# [Work to be completed]
Retype the material exactly, ending with the line containing "pub type Dispatch".
--- START ---
//! The shared build-and-deliver half of the pipeline.
//!
//! Both entry points ([`CaptureWatcher`](super::CaptureWatcher) and
//! [`CaptureTrigger`](super::CaptureTrigger)) qualify events their own way,
//! then hand an [`ExposureContext`] to [`Reporter::dispatch`].

use std::sync::Arc;

use tokio::runtime::Handle;
use tokio::task::JoinHandle;

use crate::delivery::{DeliveryClient, DeliveryOutcome};
use crate::report::{build_payload, ExposureContext};
use crate::settings::{SessionConfig, SettingsHandle};

/// Running dispatch. Resolves to `None` if the report could not be built.
pub type Dispatch = JoinHandle<Option<DeliveryOutcome>>;

/// Builds and delivers reports, one independent task per exposure
#[derive(Clone)]
pub struct Reporter {
    settings: SettingsHandle,
    client: Arc<DeliveryClient>,
}

impl Reporter {
    pub fn new(settings: SettingsHandle, client: DeliveryClient) -> Self {
        Self {
            settings,
            client: Arc::new(client),
        }
    }

    pub fn settings(&self) -> &SettingsHandle {
        &self.settings
    }

    /// Current settings, if reporting is enabled and credentials are set.
    ///
    /// The returned snapshot is what the dispatch will use, even if the
    /// settings change while it is in flight.
    pub fn ready_config(&self) -> Option<Arc<SessionConfig>> {
        let config = self.settings.snapshot();
        if config.is_ready() {
            Some(config)
        } else {
            tracing::trace!(
                enabled = config.enabled,
                has_credentials = config.has_credentials(),
                "Lightbucket reporting not ready, skipping"
            );
            None
        }
    }

    /// Build and send the report for `context` in the background.
    ///
    /// Must be called from within a Tokio runtime; otherwise the report is
    /// dropped with an error log and `None` is returned.
    pub fn dispatch(&self, context: ExposureContext, config: Arc<SessionConfig>) -> Option<Dispatch> {
        let runtime = match Handle::try_current() {
            Ok(runtime) => runtime,
            Err(e) => {
                tracing::error!(error = %e, "No async runtime, dropping Lightbucket report");
                return None;
            }
        };

        let source = context.source;
        let target = context.target.name.clone();
        tracing::debug!(source = %source, target = %target, "Dispatching Lightbucket report");

        let client = Arc::clone(&self.client);
        Some(runtime.spawn(async move {
            // Thumbnail encoding is CPU-bound; the context (and its pixels) is dropped with the closure.
            let payload = match tokio::task::spawn_blocking(move || build_payload(&context)).await {
                Ok(payload) => payload,
                Err(e) => {
                    tracing::error!(
                        source = %source,
                        target = %target,
                        error = %e,
                        "Failed to build Lightbucket report"
                    );
                    return None;
                }
            };

            Some(client.deliver(&payload, &config).await)
        }))
    }
}
//! lightbucket - report finished light frames to Lightbucket
//!
//! This tool provides commands for:
//! - Storing API credentials (the key is encrypted at rest)
//! - Switching reporting on and off
//! - Checking configuration status
//! - Relaying host events from stdin or a file into the reporting pipeline
//!
//! Uses XDG Base Directory specification for file locations:
//! - Config: $XDG_CONFIG_HOME/lightbucket/config.toml (~/.config/lightbucket/config.toml)
//! - Key: $XDG_DATA_HOME/lightbucket/credential.key (~/.local/share/lightbucket/credential.key)
//! - Logs: $XDG_STATE_HOME/lightbucket/ (~/.local/state/lightbucket/)

use std::path::PathBuf;
use std::sync::Arc;

use anyhow::{Context, Result};
use clap::{Parser, Subcommand};
use lightbucket_core::capture::HostEvent;
use lightbucket_core::delivery::{DeliveryClient, Notifier};
use lightbucket_core::pipeline::{CaptureTrigger, CaptureWatcher, Dispatch, Reporter};
use lightbucket_core::settings::ConfigStore;
use lightbucket_core::Config;
use tokio::io::{AsyncBufReadExt, AsyncRead, BufReader};

#[derive(Parser)]
#[command(name = "lightbucket")]
#[command(about = "Report finished light frames to Lightbucket")]
#[command(version)]
struct Args {
    #[command(subcommand)]
    command: Command,
}

#[derive(Subcommand)]
enum Command {
    /// Show reporting configuration and status
    Status,

    /// Store Lightbucket API credentials
    SetCredentials {
        /// Lightbucket username
        #[arg(short, long)]
        username: String,

        /// API key from the Lightbucket credentials page
        #[arg(short = 'k', long)]
        api_key: String,
    },

    /// Turn reporting on
    Enable,

    /// Turn reporting off
    Disable,

    /// Read newline-delimited JSON host events and report them
    Relay {
        /// Read events from this file instead of stdin
        #[arg(short, long)]
        input: Option<PathBuf>,
    },
}

/// Prints notifications for the person at the terminal
struct ConsoleNotifier;

impl Notifier for ConsoleNotifier {
    fn warning(&self, message: &str) {
        eprintln!("warning: {}", message);
    }

    fn error(&self, message: &str) {
        eprintln!("error: {}", message);
    }
}

fn main() -> Result<()> {
    let args = Args::parse();

    Config::ensure_xdg_env();

    let config = Config::load().context("failed to load configuration")?;
    let _log_guard =
        lightbucket_core::logging::init(&config.logging).context("failed to initialize logging")?;

    let store = ConfigStore::open_default().context("failed to open configuration store")?;

    match args.command {
        Command::Status => cmd_status(&store),
        Command::SetCredentials { username, api_key } => {
            cmd_set_credentials(&store, &username, &api_key)
        }
        Command::Enable => cmd_set_enabled(&store, true),
        Command::Disable => cmd_set_enabled(&store, false),
        Command::Relay { input } => {
            let runtime = tokio::runtime::Runtime::new().context("failed to start async runtime")?;
            runtime.block_on(cmd_relay(&store, input))
        }
    }
}

fn cmd_status(store: &ConfigStore) -> Result<()> {
    let config = store.load_config().context("failed to read configuration")?;
    let session = store.settings().snapshot();
    let lightbucket = &config.lightbucket;

    println!("Lightbucket Reporting");
    println!("=====================");
    println!();
    println!("Enabled:         {}", session.enabled);
    println!(
        "Username:        {}",
        if session.username.is_empty() {
            "<not set>"
        } else {
            session.username.as_str()
        }
    );
    println!(
        "API Key:         {}",
        if session.api_key.is_empty() {
            "<not set>"
        } else {
            "<set>"
        }
    );
    println!("Base URL:        {}", session.base_url);
    println!("Credentials:     {}", lightbucket.api_credentials_url());
    println!();
    println!("Config file:     {}", store.path().display());
    println!("Key file:        {}", Config::key_path().display());
    println!("Log directory:   {}", Config::state_dir().display());
    println!(
        "Today's log:     {}",
        lightbucket_core::logging::log_file_path().display()
    );

    println!();
    if session.is_ready() {
        println!("Status: Ready to report");
    } else if session.api_key.is_empty() && !lightbucket.api_key.is_empty() {
        println!("Status: Not ready (stored API key cannot be decrypted)");
        println!();
        println!("Store it again with:");
        println!();
        println!("  lightbucket set-credentials --username <name> --api-key <key>");
    } else if !session.has_credentials() {
        println!("Status: Not ready (credentials missing)");
        println!();
        println!("Generate an API key at {}", lightbucket.api_credentials_url());
        println!("then run:");
        println!();
        println!("  lightbucket set-credentials --username <name> --api-key <key>");
    } else {
        println!("Status: Disabled (run 'lightbucket enable')");
    }

    if let Err(e) = lightbucket.validate() {
        println!();
        println!("Problem: {}", e);
    }

    Ok(())
}

fn cmd_set_credentials(store: &ConfigStore, username: &str, api_key: &str) -> Result<()> {
    store
        .set_credentials(username, api_key)
        .context("failed to store credentials")?;

    let session = store.settings().snapshot();
    println!("Credentials saved for {}", session.username);
    if !session.enabled {
        println!("Reporting is disabled. Run 'lightbucket enable' to start reporting.");
    }
    Ok(())
}

fn cmd_set_enabled(store: &ConfigStore, enabled: bool) -> Result<()> {
    store
        .set_enabled(enabled)
        .context("failed to update configuration")?;

    let session = store.settings().snapshot();
    if enabled {
        println!("Reporting enabled");
        if !session.has_credentials() {
            println!("No credentials stored yet; nothing will be reported until they are set.");
        }
    } else {
        println!("Reporting disabled");
    }
    Ok(())
}

async fn cmd_relay(store: &ConfigStore, input: Option<PathBuf>) -> Result<()> {
    if let Err(e) = store.load_config()?.lightbucket.validate() {
        tracing::warn!(error = %e, "Reporting is misconfigured");
    }

    // Hot reload is a convenience; relaying still works without it.
    let _config_watch = match store.watch() {
        Ok(watch) => Some(watch),
        Err(e) => {
            tracing::warn!(error = %e, "Config hot reload unavailable");
            None
        }
    };

    let client = DeliveryClient::new(Arc::new(ConsoleNotifier))
        .context("failed to create HTTP client")?;
    let reporter = Reporter::new(store.settings(), client);
    let watcher = CaptureWatcher::new(reporter.clone());
    let mut trigger = CaptureTrigger::new(reporter);

    let reader: Box<dyn AsyncRead + Unpin + Send> = match &input {
        Some(path) => Box::new(
            tokio::fs::File::open(path)
                .await
                .with_context(|| format!("failed to open {}", path.display()))?,
        ),
        None => Box::new(tokio::io::stdin()),
    };
    let mut reader = BufReader::new(reader);
    let mut buf = Vec::new();
    let mut read_error = None;

    let mut in_flight: Vec<Dispatch> = Vec::new();
    let mut tally = Tally::default();
    let mut events = 0usize;
    let mut skipped = 0usize;
    let mut line_number = 0usize;

    loop {
        buf.clear();
        match reader.read_until(b'\n', &mut buf).await {
            Ok(0) => break,
            Ok(_) => {}
            Err(e) => {
                // Stop reading but still let accepted reports finish.
                read_error = Some(e);
                break;
            }
        }
        line_number += 1;

        let line = match std::str::from_utf8(&buf) {
            Ok(line) => line.trim(),
            Err(e) => {
                tracing::warn!(line = line_number, error = %e, "Skipping non-UTF-8 line");
                skipped += 1;
                continue;
            }
        };
        if line.is_empty() {
            continue;
        }

        let event = match HostEvent::from_json(line) {
            Ok(event) => event,
            Err(e) => {
                tracing::warn!(line = line_number, error = %e, "Skipping malformed event");
                skipped += 1;
                continue;
            }
        };
        events += 1;

        let dispatch = match event {
            HostEvent::ImageSaved(event) => watcher.on_image_saved(*event),
            HostEvent::StepCompleted(step) => {
                if trigger.should_trigger_after(&step.sequence, step.previous, step.next) {
                    trigger.execute(&step.sequence, &step.equipment)
                } else {
                    None
                }
            }
        };

        in_flight.extend(dispatch);

        let (done, pending): (Vec<_>, Vec<_>) =
            in_flight.drain(..).partition(|handle| handle.is_finished());
        in_flight = pending;
        for handle in done {
            tally.record(handle).await;
        }
    }

    for handle in in_flight {
        tally.record(handle).await;
    }

    tracing::info!(
        events,
        skipped,
        reported = tally.reported,
        failed = tally.failed,
        "Relay finished"
    );
    println!(
        "Relayed {} events ({} skipped): {} reported, {} failed",
        events, skipped, tally.reported, tally.failed
    );

    match read_error {
        Some(e) => Err(anyhow::Error::new(e).context("failed to read input")),
        None => Ok(()),
    }
}

/// Delivery results across a relay run
#[derive(Default)]
struct Tally {
    reported: usize,
    failed: usize,
}

impl Tally {
    async fn record(&mut self, handle: Dispatch) {
        match handle.await {
            Ok(Some(outcome)) if outcome.is_success() => self.reported += 1,
            Ok(_) => self.failed += 1,
            Err(e) => {
                tracing::error!(error = %e, "Report task failed");
                self.failed += 1;
            }
        }
    }
}
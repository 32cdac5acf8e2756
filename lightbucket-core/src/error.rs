//! Error types for lightbucket-core

use thiserror::Error;

/// Main error type for the lightbucket-core library
#[derive(Error, Debug)]
pub enum Error {
    /// IO error
    #[error("IO error: {0}")]
    Io(#[from] std::io::Error),

    /// JSON parsing error
    #[error("JSON error: {0}")]
    Json(#[from] serde_json::Error),

    /// Configuration error
    #[error("configuration error: {0}")]
    Config(String),

    /// Credential encryption or decryption failed
    #[error("credential error: {0}")]
    Credential(String),

    /// Thumbnail could not be produced from the frame
    #[error("thumbnail error: {0}")]
    Thumbnail(String),

    /// Image decoding or encoding error
    #[error("image error: {0}")]
    Image(#[from] image::ImageError),

    /// HTTP client construction error
    #[error("HTTP client error: {0}")]
    Http(#[from] reqwest::Error),
}

/// Result type alias for lightbucket-core
pub type Result<T> = std::result::Result<T, Error>;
--- END ---
# [Result]
//! The shared build-and-deliver half of the pipeline.
//!
//! Both entry points ([`CaptureWatcher`](super::CaptureWatcher) and
//! [`CaptureTrigger`](super::CaptureTrigger)) qualify events their own way,
//! then hand an [`ExposureContext`] to [`Reporter::dispatch`].

use std::sync::Arc;

use tokio::runtime::Handle;
use tokio::task::JoinHandle;

use crate::delivery::{DeliveryClient, DeliveryOutcome};
use crate::report::{build_payload, ExposureContext};
use crate::settings::{SessionConfig, SettingsHandle};

/// Running dispatch. Resolves to `None` if the report could not be built.
pub type Dispatch = JoinHandle<Option<DeliveryOutcome>>;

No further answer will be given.